Recent advancements in the understanding of the biology of TBI, diagnostic and prognostic biomarkers, and medical imaging will facilitate further development of neuroprotective compounds. First, focusing on a single pathological TBI endophenotype (i.e., an internal measurable phenotype underlying a more complex phenotype [34, 35]) will minimize patient heterogeneity and increase the ability to assess pharmacodynamic outcomes. One appealing candidate here is a predominantly DAI endophenotype. DAI is one of the most common and severe forms of TBI, with a high degree of intracellular secondary injury cascade activation [3]. A systematic review and meta-analysis concluded that TBI patients with DAI have a three times higher risk of an unfavorable outcome than TBI patients without DAI [36]. The mechanism of action of cyclosporine is highly relevant to DAI in that prompt treatment of the primary injury can prevent subsequent brain atrophy.

Fluid biomarkers and neuroimaging are potentially sensitive measures for diagnosing DAI and tracking neurodegeneration following DAI [37]. Both have been included in large natural history studies, providing a valuable data source for adequate powering of investigational studies and for analyzing the associations between biomarker trajectories and long-term clinical outcomes [17, 38].

A biomarker of particular interest for DAI is NF-L, a protein found in long myelinated white matter axons. Studies have shown that serum NF-L increases as a result of TBI and that serum NF-L levels after TBI can predict clinical outcome [39,40,41]. Both the preclinical piglet study with NeuroSTAT and the clinical CHIC study demonstrated that NF-L levels were attenuated during cyclosporine therapy [28, 30].

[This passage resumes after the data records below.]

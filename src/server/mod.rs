//! HTTP surface of the service.
//!
//! ```text
//! GET  /               liveness
//! GET  /health/engine  sandbox engine connection state
//! GET  /metrics        Prometheus text format
//! POST /api/execute    run a code submission
//! ```

pub mod handlers;

use std::sync::Arc;

use axum::routing::{get, post};
use axum::Router;

use crate::execution::{EngineContext, Executor};
use crate::metrics::metrics_handler;

/// State shared by every request.
#[derive(Clone)]
pub struct AppState {
    pub executor: Arc<Executor>,
    pub context: Arc<EngineContext>,
}

impl AppState {
    pub fn new(executor: Arc<Executor>) -> Self {
        let context = Arc::clone(executor.context());
        Self { executor, context }
    }
}

/// Builds the application router.
pub fn router(state: AppState) -> Router {
    Router::new()
        .route("/", get(handlers::health))
        .route("/health/engine", get(handlers::engine_health))
        .route("/metrics", get(metrics_handler))
        .route("/api/execute", post(handlers::execute))
        .with_state(state)
}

Brain atrophy after TBI has been shown to be predictive of cognitive and neuropsychological outcomes [42,43,44]. Global and regional atrophy can be measured by repeat magnetic resonance imaging (MRI) scans, comparing a pseudo-baseline assessment soon after trauma to later follow-up assessments. MRI with diffusion tensor imaging also enables a sensitive assessment of DAI, and the location and extent of DAI as assessed by fractional anisotropy has been shown to predict the degree of progressive atrophy [45]. Advanced imaging techniques such as these should help clinical researchers to more accurately predict long-term outcomes in TBI patients based on short-term responses to cyclosporine.

Conclusions

Since its serendipitous discovery, the neuroprotective effect of cyclosporine has been explored and validated in an extensive set of preclinical and clinical studies. Future clinical development of cyclosporine will be aided by an increased understanding of TBI endophenotypes and the further development of biomarkers and MRI as clinical research tools. These important advancements should increase the probability of success in clinical trials, enabling the evaluation of cyclosporine in a more homogenous population where clinical efficacy can be visualized and quantified. The time is now for the progression of neuroprotective agents for the treatment of TBI to address the unmet needs of patients with TBI who have been historically underserved.